Exercise directions: Below are the records. How many of their lines contain "TypeSchema"? Give only the number.

══ Study material

use serde::{Serialize, Serializer};

use super::SpkiFingerprint;

/// A finalized trust anchor as consumed by the verification engine.
#[derive(Debug, Clone, PartialEq, Eq, Serialize)]
pub struct TrustAnchor {
    /// Subject `Name` value bytes
    #[serde(serialize_with = "hex_bytes")]
    pub subject: Vec<u8>,

    /// Complete SubjectPublicKeyInfo TLV, header included.
    ///
    /// Unlike `subject`, this is not the bare value: the pin hash is taken
    /// over the whole TLV. Validators that want the content octets (as
    /// webpki's `TrustAnchor::spki` does) strip the header first; see
    /// `anchorgen::spki_value`.
    #[serde(serialize_with = "hex_bytes")]
    pub spki: Vec<u8>,

    /// Resolved NameConstraints (override, embedded, or absent)
    #[serde(serialize_with = "hex_bytes_opt")]
    pub name_constraints: Option<Vec<u8>>,

    /// Annotation lines and PEM armor the anchor was built from
    pub provenance: String,

    /// Sort and dedup key; not part of the emitted anchor
    #[serde(skip)]
    pub fingerprint: SpkiFingerprint,
}

impl TrustAnchor {
    /// Render the provenance as a block comment.
    ///
    /// Annotation prefixes (`# `) are stripped and every line is prefixed
    /// with ` * `.
    #[must_use]
    pub fn provenance_comment(&self) -> String {
        let mut out = String::from("/*\n");
        for line in self.provenance.lines() {
            let line = line.strip_prefix("# ").unwrap_or(line);
            out.push_str(" * ");
            out.push_str(line);
            out.push('\n');
        }
        out.push_str(" */");
        out
    }
}

/// The ordered, deduplicated output of one pipeline run.
#[derive(Debug, Clone, Default, PartialEq, Eq, Serialize)]
#[serde(transparent)]
pub struct AnchorTable {
    anchors: Vec<TrustAnchor>,
}

impl AnchorTable {
    /// Build a table, ordering anchors by SPKI fingerprint.
    ///
    /// Uniqueness is the caller's responsibility.
    #[must_use]
    pub fn new(mut anchors: Vec<TrustAnchor>) -> Self {
        anchors.sort_by(|a, b| a.fingerprint.cmp(&b.fingerprint));
        Self { anchors }
    }

    /// Number of anchors
    #[must_use]
    pub fn len(&self) -> usize {
        self.anchors.len()
    }

    /// Returns true if the table holds no anchors
    #[must_use]
    pub fn is_empty(&self) -> bool {
        self.anchors.is_empty()
    }

    /// Anchors in emission order
    pub fn iter(&self) -> std::slice::Iter<'_, TrustAnchor> {
        self.anchors.iter()
    }

    /// Anchors in emission order
    #[must_use]
    pub fn as_slice(&self) -> &[TrustAnchor] {
        &self.anchors
    }

    /// SPKI fingerprints in emission order
    #[must_use]
    pub fn fingerprints(&self) -> Vec<SpkiFingerprint> {
        self.anchors.iter().map(|a| a.fingerprint).collect()
    }
}

impl<'a> IntoIterator for &'a AnchorTable {
    type Item = &'a TrustAnchor;
    type IntoIter = std::slice::Iter<'a, TrustAnchor>;

    fn into_iter(self) -> Self::IntoIter {
        self.iter()
    }
}

fn hex_bytes<S: Serializer>(bytes: &[u8], serializer: S) -> Result<S::Ok, S::Error> {
    serializer.serialize_str(&hex::encode(bytes))
}

#[allow(clippy::ref_option)]
fn hex_bytes_opt<S: Serializer>(bytes: &Option<Vec<u8>>, serializer: S) -> Result<S::Ok, S::Error> {
    match bytes {
        Some(b) => serializer.serialize_some(&hex::encode(b)),
        None => serializer.serialize_none(),
    }
}

#[cfg(test)]
mod tests {
    use super::*;

    fn anchor(first_byte: u8, name_constraints: Option<Vec<u8>>) -> TrustAnchor {
        let mut digest = [0u8; 32];
        digest[0] = first_byte;
        TrustAnchor {
            subject: vec![0x31, 0x00],
            spki: vec![0x30, 0x00],
            name_constraints,
            provenance: "# Label: \"Test\"\n-----BEGIN CERTIFICATE-----".into(),
            fingerprint: SpkiFingerprint::new(digest),
        }
    }

    #[test]
    fn table_orders_by_fingerprint() {
        let table = AnchorTable::new(vec![anchor(0xf0, None), anchor(0x01, None), anchor(0x80, None)]);
        let firsts: Vec<u8> = table.iter().map(|a| a.fingerprint.as_bytes()[0]).collect();
        assert_eq!(firsts, vec![0x01, 0x80, 0xf0]);
        assert_eq!(table.len(), 3);
    }

    #[test]
    fn provenance_comment_strips_annotation_prefix() {
        let comment = anchor(0, None).provenance_comment();
        assert_eq!(
            comment,
            "/*\n * Label: \"Test\"\n * -----BEGIN CERTIFICATE-----\n */"
        );
    }

    #[test]
    fn json_omits_fingerprint_and_keeps_absent_constraints_null() {
        let json = serde_json::to_value(anchor(0x42, None)).unwrap();
        assert_eq!(json["subject"], "3100");
        assert_eq!(json["spki"], "3000");
        assert!(json["name_constraints"].is_null());
        assert!(json.get("fingerprint").is_none());

        let constrained = serde_json::to_value(anchor(0x42, Some(vec![0x30, 0x00]))).unwrap();
        assert_eq!(constrained["name_constraints"], "3000");
    }

    #[test]
    fn table_serializes_as_array() {
        let table = AnchorTable::new(vec![anchor(2, None), anchor(1, None)]);
        let json = serde_json::to_value(&table).unwrap();
        assert_eq!(json.as_array().map(Vec::len), Some(2));
    }
}
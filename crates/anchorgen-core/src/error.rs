use std::fmt::Display;

use thiserror::Error;

/// Result type alias for trust anchor table operations
pub type Result<T> = std::result::Result<T, AnchorError>;

/// Placeholder used until the failing certificate is known.
const UNIDENTIFIED: &str = "<unidentified>";

/// Errors that abort a trust anchor table build.
///
/// Every variant is fatal: a table is only ever produced when all input
/// certificates pass, so callers never see a partial result.
#[derive(Error, Debug)]
pub enum AnchorError {
    /// PEM framing absent, base64 invalid, or a required annotation missing
    #[error("malformed input in certificate {cert}: {reason}")]
    MalformedInput {
        /// Which certificate in the bundle
        cert: String,
        /// What was wrong with the text
        reason: String,
    },

    /// DER structure does not have the expected ASN.1 shape
    #[error("certificate {cert} could not be parsed: {reason}")]
    CertificateParse {
        /// Which certificate in the bundle
        cert: String,
        /// What was wrong with the structure
        reason: String,
    },

    /// Declared SPKI hash disagrees with the computed one
    #[error(
        "integrity check failed for certificate {cert}: declared SPKI hash {declared}, computed {computed}"
    )]
    Integrity {
        /// Which certificate in the bundle
        cert: String,
        /// Hash claimed by the bundle annotation
        declared: String,
        /// Hash computed over the certificate's SPKI
        computed: String,
    },

    /// Two certificates share a public key
    #[error(
        "duplicate trust anchor {fingerprint}: certificate {cert} shares its public key with certificate {previous}"
    )]
    DuplicateAnchor {
        /// SPKI hash both certificates resolve to
        fingerprint: String,
        /// The repeating certificate
        cert: String,
        /// The certificate seen first
        previous: String,
    },

    /// Certificate lacks Basic Constraints `cA = TRUE` while CA certificates are required
    #[error("certificate {cert} is not a CA certificate")]
    NotCertificateAuthority {
        /// Which certificate in the bundle
        cert: String,
    },

    /// Building a DER structure failed
    #[error("encoding error: {0}")]
    Encoding(String),

    /// Configuration is invalid
    #[error("configuration error: {0}")]
    Config(String),

    /// IO error
    #[error("io error: {0}")]
    Io(#[from] std::io::Error),
}

impl AnchorError {
    /// A malformed-input error not yet attributed to a certificate.
    pub fn malformed(reason: impl Into<String>) -> Self {
        Self::MalformedInput {
            cert: UNIDENTIFIED.to_string(),
            reason: reason.into(),
        }
    }

    /// A parse error not yet attributed to a certificate.
    pub fn parse(reason: impl Into<String>) -> Self {
        Self::CertificateParse {
            cert: UNIDENTIFIED.to_string(),
            reason: reason.into(),
        }
    }

    /// Attribute a decoding error to the certificate it came from.
    ///
    /// Only `MalformedInput` and `CertificateParse` are rewritten; the other
    /// variants already carry their certificate.
    #[must_use]
    pub fn in_certificate(self, id: impl Display) -> Self {
        match self {
            Self::MalformedInput { reason, .. } => Self::MalformedInput {
                cert: id.to_string(),
                reason,
            },
            Self::CertificateParse { reason, .. } => Self::CertificateParse {
                cert: id.to_string(),
                reason,
            },
            other => other,
        }
    }

    /// Returns true if the bundle content itself is suspect (tampering or a
    /// repeated key), as opposed to being unreadable
    #[must_use]
    pub const fn is_integrity_failure(&self) -> bool {
        matches!(self, Self::Integrity { .. } | Self::DuplicateAnchor { .. })
    }

    /// Returns the certificate this error was raised for, if any
    #[must_use]
    pub fn certificate(&self) -> Option<&str> {
        match self {
            Self::MalformedInput { cert, .. }
            | Self::CertificateParse { cert, .. }
            | Self::Integrity { cert, .. }
            | Self::DuplicateAnchor { cert, .. }
            | Self::NotCertificateAuthority { cert } => {
                (cert != UNIDENTIFIED).then_some(cert.as_str())
            }
            _ => None,
        }
    }
}
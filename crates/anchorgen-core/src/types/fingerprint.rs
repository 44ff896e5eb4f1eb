use serde::{Serialize, Serializer};
use std::fmt;

/// SHA-256 digest of a DER-encoded SubjectPublicKeyInfo.
///
/// Ordering compares the raw digest bytes as unsigned values, which is the
/// order anchors are emitted in.
#[derive(Clone, Copy, PartialEq, Eq, PartialOrd, Ord, Hash, Default)]
pub struct SpkiFingerprint([u8; 32]);

impl SpkiFingerprint {
    /// Digest length in bytes
    pub const LEN: usize = 32;

    /// Wrap a raw digest
    #[must_use]
    pub const fn new(digest: [u8; 32]) -> Self {
        Self(digest)
    }

    /// Parse a hex digest as found in bundle annotations.
    ///
    /// Colons, surrounding whitespace and letter case are ignored, so both
    /// `AB:CD:...` and `abcd...` are accepted. Returns `None` unless exactly
    /// 64 hex digits remain.
    #[must_use]
    pub fn from_hex(text: &str) -> Option<Self> {
        let digits: String = text.trim().chars().filter(|c| *c != ':').collect();
        if digits.len() != Self::LEN * 2 {
            return None;
        }
        let mut digest = [0u8; 32];
        hex::decode_to_slice(&digits, &mut digest).ok()?;
        Some(Self(digest))
    }

    /// Raw digest bytes
    #[must_use]
    pub const fn as_bytes(&self) -> &[u8; 32] {
        &self.0
    }

    /// Lowercase hex, no separators
    #[must_use]
    pub fn to_hex(&self) -> String {
        hex::encode(self.0)
    }
}

impl fmt::Display for SpkiFingerprint {
    fn fmt(&self, f: &mut fmt::Formatter<'_>) -> fmt::Result {
        f.write_str(&self.to_hex())
    }
}

impl fmt::Debug for SpkiFingerprint {
    fn fmt(&self, f: &mut fmt::Formatter<'_>) -> fmt::Result {
        write!(f, "SpkiFingerprint({})", self.to_hex())
    }
}

impl Serialize for SpkiFingerprint {
    fn serialize<S: Serializer>(&self, serializer: S) -> Result<S::Ok, S::Error> {
        serializer.serialize_str(&self.to_hex())
    }
}
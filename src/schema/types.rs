//! Schema type definitions
//!
//! Supported field categories:
//! - string, number, boolean: JSON primitives, matched exactly
//! - object: opaque JSON object, stored verbatim
//! - nested: another schema, resolved recursively
//!
//! Arrays are not a field category.

use std::sync::Arc;

use serde_json::Value;

use super::builder::SchemaBuilder;
use crate::constraints::ConstraintValidator;

/// JSON primitive kinds a field can declare
#[derive(Debug, Clone, Copy, PartialEq, Eq, Hash)]
pub enum PrimitiveKind {
    /// JSON string
    String,
    /// JSON number (integer or float)
    Number,
    /// JSON boolean
    Boolean,
}

impl PrimitiveKind {
    /// Returns the type name for error messages
    pub fn type_name(&self) -> &'static str {
        match self {
            PrimitiveKind::String => "string",
            PrimitiveKind::Number => "number",
            PrimitiveKind::Boolean => "boolean",
        }
    }

    /// Returns true if the value has exactly this kind
    pub fn matches(&self, value: &Value) -> bool {
        match self {
            PrimitiveKind::String => value.is_string(),
            PrimitiveKind::Number => value.is_number(),
            PrimitiveKind::Boolean => value.is_boolean(),
        }
    }
}

/// Declared category of a field
#[derive(Debug, Clone)]
pub enum TypeCategory {
    /// One of the three JSON primitives
    Primitive(PrimitiveKind),
    /// Any JSON object, accepted without looking inside
    OpaqueObject,
    /// A JSON object resolved against another schema
    Nested(Arc<TypeSchema>),
}

impl TypeCategory {
    /// Returns the JSON type a value must have for this category
    pub fn expected_type(&self) -> &'static str {
        match self {
            TypeCategory::Primitive(kind) => kind.type_name(),
            TypeCategory::OpaqueObject | TypeCategory::Nested(_) => "object",
        }
    }

    /// Returns the primitive kind, if this is a primitive category
    pub fn primitive_kind(&self) -> Option<PrimitiveKind> {
        match self {
            TypeCategory::Primitive(kind) => Some(*kind),
            _ => None,
        }
    }

    /// Shape check only. Nested contents are not inspected.
    pub fn accepts(&self, value: &Value) -> bool {
        match self {
            TypeCategory::Primitive(kind) => kind.matches(value),
            TypeCategory::OpaqueObject | TypeCategory::Nested(_) => value.is_object(),
        }
    }
}

/// Field definition
///
/// A descriptor only becomes part of a schema through
/// [`SchemaBuilder::build`], which checks it against its category.
#[derive(Debug, Clone)]
pub struct FieldDescriptor {
    name: String,
    category: TypeCategory,
    optional: bool,
    default: Option<Value>,
    validators: Vec<ConstraintValidator>,
}

impl FieldDescriptor {
    /// Create a required field of the given category
    pub fn new(name: impl Into<String>, category: TypeCategory) -> Self {
        Self {
            name: name.into(),
            category,
            optional: false,
            default: None,
            validators: Vec::new(),
        }
    }

    /// Create a required string field
    pub fn string(name: impl Into<String>) -> Self {
        Self::new(name, TypeCategory::Primitive(PrimitiveKind::String))
    }

    /// Create a required number field
    pub fn number(name: impl Into<String>) -> Self {
        Self::new(name, TypeCategory::Primitive(PrimitiveKind::Number))
    }

    /// Create a required boolean field
    pub fn boolean(name: impl Into<String>) -> Self {
        Self::new(name, TypeCategory::Primitive(PrimitiveKind::Boolean))
    }

    /// Create a required opaque object field
    pub fn object(name: impl Into<String>) -> Self {
        Self::new(name, TypeCategory::OpaqueObject)
    }

    /// Create a required nested field
    pub fn nested(name: impl Into<String>, schema: &Arc<TypeSchema>) -> Self {
        Self::new(name, TypeCategory::Nested(Arc::clone(schema)))
    }

    /// Marks the field optional without a default
    pub fn optional(mut self) -> Self {
        self.optional = true;
        self
    }

    /// Marks the field optional with a default value.
    ///
    /// The default goes through the same checks as a supplied value.
    pub fn with_default(mut self, value: impl Into<Value>) -> Self {
        self.optional = true;
        self.default = Some(value.into());
        self
    }

    /// Appends a validator. A validator with the same name replaces the
    /// earlier one in its original position.
    pub fn with(mut self, validator: ConstraintValidator) -> Self {
        match self
            .validators
            .iter_mut()
            .find(|existing| existing.name() == validator.name())
        {
            Some(existing) => *existing = validator,
            None => self.validators.push(validator),
        }
        self
    }

    /// Field name
    pub fn name(&self) -> &str {
        &self.name
    }

    /// Declared category
    pub fn category(&self) -> &TypeCategory {
        &self.category
    }

    /// Whether the field may be absent from input
    pub fn is_optional(&self) -> bool {
        self.optional
    }

    /// Whether a missing value is replaced by a default
    pub fn has_default(&self) -> bool {
        self.default.is_some()
    }

    /// The default value, if any
    pub fn default_value(&self) -> Option<&Value> {
        self.default.as_ref()
    }

    /// Validators in declaration order
    pub fn validators(&self) -> &[ConstraintValidator] {
        &self.validators
    }
}

/// Complete type schema: own fields plus an optional base schema.
///
/// Schemas are immutable once built and can only point at schemas that
/// already exist, so base chains and nesting are acyclic.
#[derive(Debug)]
pub struct TypeSchema {
    pub(crate) name: String,
    pub(crate) own_fields: Vec<FieldDescriptor>,
    pub(crate) base: Option<Arc<TypeSchema>>,
}

impl TypeSchema {
    /// Starts building a schema with the given type name
    pub fn builder(name: impl Into<String>) -> SchemaBuilder {
        SchemaBuilder::new(name)
    }

    /// Type name
    pub fn name(&self) -> &str {
        &self.name
    }

    /// Fields declared on this type, in declaration order
    pub fn own_fields(&self) -> &[FieldDescriptor] {
        &self.own_fields
    }

    /// Looks up a field declared on this type (not its ancestors)
    pub fn own_field(&self, name: &str) -> Option<&FieldDescriptor> {
        self.own_fields.iter().find(|f| f.name == name)
    }

    /// Base schema, if any
    pub fn base(&self) -> Option<&Arc<TypeSchema>> {
        self.base.as_ref()
    }

    /// This schema followed by each ancestor, most derived first
    pub fn lineage(&self) -> impl Iterator<Item = &TypeSchema> {
        std::iter::successors(Some(self), |schema| schema.base().map(|b| b.as_ref()))
    }

    /// Resolves a field name to the descriptor that governs it, honoring
    /// shadowing by more derived types.
    pub fn field(&self, name: &str) -> Option<&FieldDescriptor> {
        self.lineage().find_map(|schema| schema.own_field(name))
    }

    /// Every effective field name, own fields first, then inherited ones
    /// not shadowed by a more derived declaration.
    pub fn field_names(&self) -> Vec<&str> {
        let mut names: Vec<&str> = Vec::new();
        for schema in self.lineage() {
            for field in schema.own_fields() {
                if !names.contains(&field.name()) {
                    names.push(field.name());
                }
            }
        }
        names
    }
}

/// Returns the JSON type name for error messages.
pub fn json_type_name(value: &Value) -> &'static str {
    match value {
        Value::Null => "null",
        Value::Bool(_) => "boolean",
        Value::Number(_) => "number",
        Value::String(_) => "string",
        Value::Array(_) => "array",
        Value::Object(_) => "object",
    }
}
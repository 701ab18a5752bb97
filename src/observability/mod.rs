//! Observability subsystem for recordcheck
//!
//! Structured JSON-line logging with typed event names.
//!
//! # Principles
//!
//! 1. Observability is read-only
//! 2. No async or background threads
//! 3. Deterministic output
//! 4. Log lines go to stderr; stdout belongs to command output
//!
//! # Usage
//!
//! ```ignore
//! use recordcheck::observability::{Logger, Event, Severity};
//!
//! Logger::set_min_severity(Severity::Trace);
//! Logger::trace(Event::ResolveFailed.as_str(), &[("type", "Person")]);
//! ```

mod events;
mod logger;

pub use events::Event;
pub use logger::{Logger, Severity};

fn event_severity(event: Event) -> Severity {
    if event.is_fatal() {
        Severity::Fatal
    } else {
        Severity::Info
    }
}

/// Log a lifecycle event
pub fn log_event(event: Event) {
    Logger::log(event_severity(event), event.as_str(), &[]);
}

/// Log a lifecycle event with fields
pub fn log_event_with_fields(event: Event, fields: &[(&str, &str)]) {
    Logger::log(event_severity(event), event.as_str(), fields);
}
//! recordcheck CLI entry point
//!
//! This is a minimal entrypoint that:
//! 1. Parses CLI arguments (via cli::run)
//! 2. Dispatches to CLI commands (via cli::run)
//! 3. Prints errors to stderr
//! 4. Exits with non-zero on failure
//!
//! All logic is delegated to the CLI module.

use recordcheck::cli;

fn main() {
    if let Err(e) = cli::run() {
        eprintln!("{}", e);
        std::process::exit(1);
    }
}
//! Resolved records
//!
//! A [`Record`] holds exactly the fields that were committed during a
//! successful resolve. Optional fields that had neither a value nor a default
//! are absent, not null.

use std::collections::BTreeMap;

use serde::{Serialize, Serializer};
use serde_json::{Map, Number, Value};

/// A committed field value
#[derive(Debug, Clone, PartialEq, Serialize)]
#[serde(untagged)]
pub enum FieldValue {
    /// String primitive
    String(String),
    /// Number primitive, kept as parsed
    Number(Number),
    /// Boolean primitive
    Boolean(bool),
    /// Opaque object, stored verbatim
    Object(Map<String, Value>),
    /// Nested record
    Record(Record),
}

impl FieldValue {
    /// Converts back to a JSON value
    pub fn to_value(&self) -> Value {
        match self {
            FieldValue::String(s) => Value::String(s.clone()),
            FieldValue::Number(n) => Value::Number(n.clone()),
            FieldValue::Boolean(b) => Value::Bool(*b),
            FieldValue::Object(map) => Value::Object(map.clone()),
            FieldValue::Record(record) => record.to_value(),
        }
    }

    /// Consumes the value into JSON
    pub fn into_value(self) -> Value {
        match self {
            FieldValue::String(s) => Value::String(s),
            FieldValue::Number(n) => Value::Number(n),
            FieldValue::Boolean(b) => Value::Bool(b),
            FieldValue::Object(map) => Value::Object(map),
            FieldValue::Record(record) => record.into_value(),
        }
    }
}

/// A fully resolved instance of a schema
#[derive(Debug, Clone, PartialEq, Default)]
pub struct Record {
    type_name: String,
    fields: BTreeMap<String, FieldValue>,
}

impl Record {
    pub(crate) fn new(type_name: impl Into<String>) -> Self {
        Self {
            type_name: type_name.into(),
            fields: BTreeMap::new(),
        }
    }

    pub(crate) fn insert(&mut self, name: impl Into<String>, value: FieldValue) {
        self.fields.insert(name.into(), value);
    }

    /// Name of the schema this record was resolved against
    pub fn type_name(&self) -> &str {
        &self.type_name
    }

    /// Gets a field value
    pub fn get(&self, name: &str) -> Option<&FieldValue> {
        self.fields.get(name)
    }

    /// Checks if a field is present
    pub fn contains(&self, name: &str) -> bool {
        self.fields.contains_key(name)
    }

    /// Present field names, sorted
    pub fn field_names(&self) -> impl Iterator<Item = &str> {
        self.fields.keys().map(String::as_str)
    }

    /// Iterates over present fields
    pub fn iter(&self) -> impl Iterator<Item = (&str, &FieldValue)> {
        self.fields.iter().map(|(k, v)| (k.as_str(), v))
    }

    /// Number of present fields
    pub fn len(&self) -> usize {
        self.fields.len()
    }

    /// Returns true if no field is present
    pub fn is_empty(&self) -> bool {
        self.fields.is_empty()
    }

    /// Gets a string field
    pub fn get_str(&self, name: &str) -> Option<&str> {
        match self.get(name)? {
            FieldValue::String(s) => Some(s),
            _ => None,
        }
    }

    /// Gets a number field as `f64`
    pub fn get_f64(&self, name: &str) -> Option<f64> {
        match self.get(name)? {
            FieldValue::Number(n) => n.as_f64(),
            _ => None,
        }
    }

    /// Gets a number field as `i64`, if it is an integer in range
    pub fn get_i64(&self, name: &str) -> Option<i64> {
        match self.get(name)? {
            FieldValue::Number(n) => n.as_i64(),
            _ => None,
        }
    }

    /// Gets a boolean field
    pub fn get_bool(&self, name: &str) -> Option<bool> {
        match self.get(name)? {
            FieldValue::Boolean(b) => Some(*b),
            _ => None,
        }
    }

    /// Gets an opaque object field
    pub fn get_object(&self, name: &str) -> Option<&Map<String, Value>> {
        match self.get(name)? {
            FieldValue::Object(map) => Some(map),
            _ => None,
        }
    }

    /// Gets a nested record field
    pub fn get_record(&self, name: &str) -> Option<&Record> {
        match self.get(name)? {
            FieldValue::Record(record) => Some(record),
            _ => None,
        }
    }

    /// Converts the record to a JSON object
    pub fn to_value(&self) -> Value {
        Value::Object(
            self.fields
                .iter()
                .map(|(k, v)| (k.clone(), v.to_value()))
                .collect(),
        )
    }

    /// Consumes the record into a JSON object
    pub fn into_value(self) -> Value {
        Value::Object(
            self.fields
                .into_iter()
                .map(|(k, v)| (k, v.into_value()))
                .collect(),
        )
    }
}

/// Serializes as a plain map of the present fields.
impl Serialize for Record {
    fn serialize<S: Serializer>(&self, serializer: S) -> Result<S::Ok, S::Error> {
        serializer.collect_map(&self.fields)
    }
}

════

Response to this task: 7